A Town Called Mhow

  How often have I been asked ? A south Indian, how come you have settled down at Mhow? I have no clear answers . But every time  I hear such a question, it triggers a series of thoughts on the uniqueness of Mhow.    As a fauji I have been through 23 different places … Continue reading “A Town Called Mhow”

  How often have I been asked ? A south Indian, how come you have settled down at Mhow? I have no clear answers . But every time  I hear such a question, it triggers a series of thoughts on the uniqueness of Mhow.

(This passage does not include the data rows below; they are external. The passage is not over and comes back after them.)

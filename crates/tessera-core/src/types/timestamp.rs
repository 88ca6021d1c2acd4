use candid::CandidType;
use serde::{Deserialize, Serialize};
use std::fmt::{self, Display};
use time::{OffsetDateTime, format_description::well_known::Rfc3339};

///
/// Timestamp
///
/// Whole seconds since the Unix epoch (UTC).
///

#[derive(
    CandidType,
    Clone,
    Copy,
    Debug,
    Default,
    Deserialize,
    Eq,
    Hash,
    Ord,
    PartialEq,
    PartialOrd,
    Serialize,
)]
#[repr(transparent)]
#[serde(transparent)]
pub struct Timestamp(i64);

impl Timestamp {
    pub const EPOCH: Self = Self(0);

    #[must_use]
    pub const fn from_seconds(secs: i64) -> Self {
        Self(secs)
    }

    #[must_use]
    pub const fn seconds(self) -> i64 {
        self.0
    }

    /// Parse RFC 3339 text, or a bare integer count of seconds.
    #[must_use]
    pub fn parse(s: &str) -> Option<Self> {
        let s = s.trim();
        if let Ok(secs) = s.parse::<i64>() {
            return Some(Self(secs));
        }

        OffsetDateTime::parse(s, &Rfc3339)
            .ok()
            .map(|dt| Self(dt.unix_timestamp()))
    }

    fn to_rfc3339(self) -> Option<String> {
        OffsetDateTime::from_unix_timestamp(self.0)
            .ok()?
            .format(&Rfc3339)
            .ok()
    }
}

impl Display for Timestamp {
    fn fmt(&self, f: &mut fmt::Formatter<'_>) -> fmt::Result {
        match self.to_rfc3339() {
            Some(text) => write!(f, "{text}"),
            None => write!(f, "{}", self.0),
        }
    }
}
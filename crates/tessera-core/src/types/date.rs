use candid::CandidType;
use serde::{Deserialize, Serialize};
use std::fmt::{self, Debug, Display};
use time::{Date as TimeDate, Duration as TimeDuration, Month};

///
/// Date
///
/// Calendar date stored as whole days since 1970-01-01.
///

#[derive(
    CandidType, Clone, Copy, Default, Deserialize, Eq, Hash, Ord, PartialEq, PartialOrd, Serialize,
)]
#[repr(transparent)]
#[serde(transparent)]
pub struct Date(i32);

impl Date {
    pub const EPOCH: Self = Self(0);

    const fn epoch_date() -> TimeDate {
        // Safe: constant valid date
        match TimeDate::from_calendar_date(1970, Month::January, 1) {
            Ok(d) => d,
            Err(_) => unreachable!(),
        }
    }

    #[must_use]
    pub fn new_checked(y: i32, m: u8, d: u8) -> Option<Self> {
        let month = Month::try_from(m).ok()?;
        let date = TimeDate::from_calendar_date(y, month, d).ok()?;

        Self::from_time_date(date)
    }

    #[must_use]
    pub const fn from_days(days: i32) -> Self {
        Self(days)
    }

    #[must_use]
    pub const fn days(self) -> i32 {
        self.0
    }

    /// Returns the year component (e.g. 2025)
    #[must_use]
    pub fn year(self) -> i32 {
        self.to_time_date().year()
    }

    /// Returns the month component (1–12)
    #[must_use]
    pub fn month(self) -> u8 {
        self.to_time_date().month().into()
    }

    /// Returns the day-of-month component (1–31)
    #[must_use]
    pub fn day(self) -> u8 {
        self.to_time_date().day()
    }

    /// Parse an ISO `YYYY-MM-DD` string into a `Date`.
    #[must_use]
    pub fn parse(s: &str) -> Option<Self> {
        let mut parts = s.trim().splitn(3, '-');
        let year = parts.next()?.parse().ok()?;
        let month = parts.next()?.parse().ok()?;
        let day = parts.next()?.parse().ok()?;

        Self::new_checked(year, month, day)
    }

    fn from_time_date(date: TimeDate) -> Option<Self> {
        let days = (date - Self::epoch_date()).whole_days();

        i32::try_from(days).ok().map(Self)
    }

    fn to_time_date(self) -> TimeDate {
        let epoch = Self::epoch_date();
        let delta = TimeDuration::days(self.0.into());
        epoch.checked_add(delta).unwrap_or({
            if self.0 >= 0 {
                TimeDate::MAX
            } else {
                TimeDate::MIN
            }
        })
    }
}

impl Debug for Date {
    fn fmt(&self, f: &mut fmt::Formatter<'_>) -> fmt::Result {
        write!(f, "Date({self})")
    }
}

impl Display for Date {
    fn fmt(&self, f: &mut fmt::Formatter<'_>) -> fmt::Result {
        let d = self.to_time_date();
        let month: u8 = d.month().into();
        write!(f, "{:04}-{:02}-{:02}", d.year(), month, d.day())
    }
}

   As a fauji I have been through 23 different places of posting , generally referred to as a military station or a cantonment. Many fellow-rovers would  agree with me that most of the people , toy with the idea of settling down in their place of posting, some time or the other . It could be the Nilgiris,  a Punjabi might fall in love with or Pithoragarh (google map please!) that might entice a South Indian. But these places are known for the short tourist seasons , and the ideas for taking roots  at such places are also seasonal…  In Pithoragarh  if you go through one winter ,  the salubrious climate in Summer is spoilt with this thought “If summer is here , can winter be far behind ?, .. run before it sets in” . It would be John Keats reverse-quoted (a word I just coined) .
view of sunset from my home
So it goes, one place good only for summer, another good only for winter, too far North or too far South, East or west , too much rain or too little rain, concrete jungle or too remote a place and it goes on… Now let us look at Mhow. It is like the story of Narasimhavatar of Vishnu…. neither too warm or too cold, neither too North or too South, neither urban nor rural, neither a cantonment nor a civil area…well , on which ever axis you consider, it falls right in the middle ! It Includes some dubious considerations; neither are people too law abiding nor too lawless !
Any account of Mhow is not complete without a mention of Mhow-bazaar. The Main street is almost as if custom made for the fauji ladies ! Walking across just half a km, they can find   fancy gowns, dresses , suits, leather jackets, leather boots, or beautiful curtains , paintings, wood carvings and such stuff for their drawing room , ingredients to exercise all their culinary skills in Chinese and Continental dishes (poor husbands !). Mhow tailors , historically , have been catering for the Rajas and aristocrats during  British India and later to the army personnel posted all over the country in the Independent India. I for one have always got my uniforms made at Mhow, wherever I was posted; did I say 23 stations ?
Whats so great about a market and tailors? It is the ambiance that strikes. Whether it is the people moving about in the narrow streets and lanes of the town, or the shop keepers sitting at their desk on a summer afternoon, there is a sense of timelessness. Many shops actually shut down from two to four for the afternoon siesta. The bhoras are always smiling with the ‘koi dikkat nahin’ attitude. I bought  curtain rods for my house, my measurements turned out to be wrong and I went back for exchanging them , not with much hope. As it happened ,  fresh piecees were cut to the revised size with a ‘Koi dikkat nahin’ smile.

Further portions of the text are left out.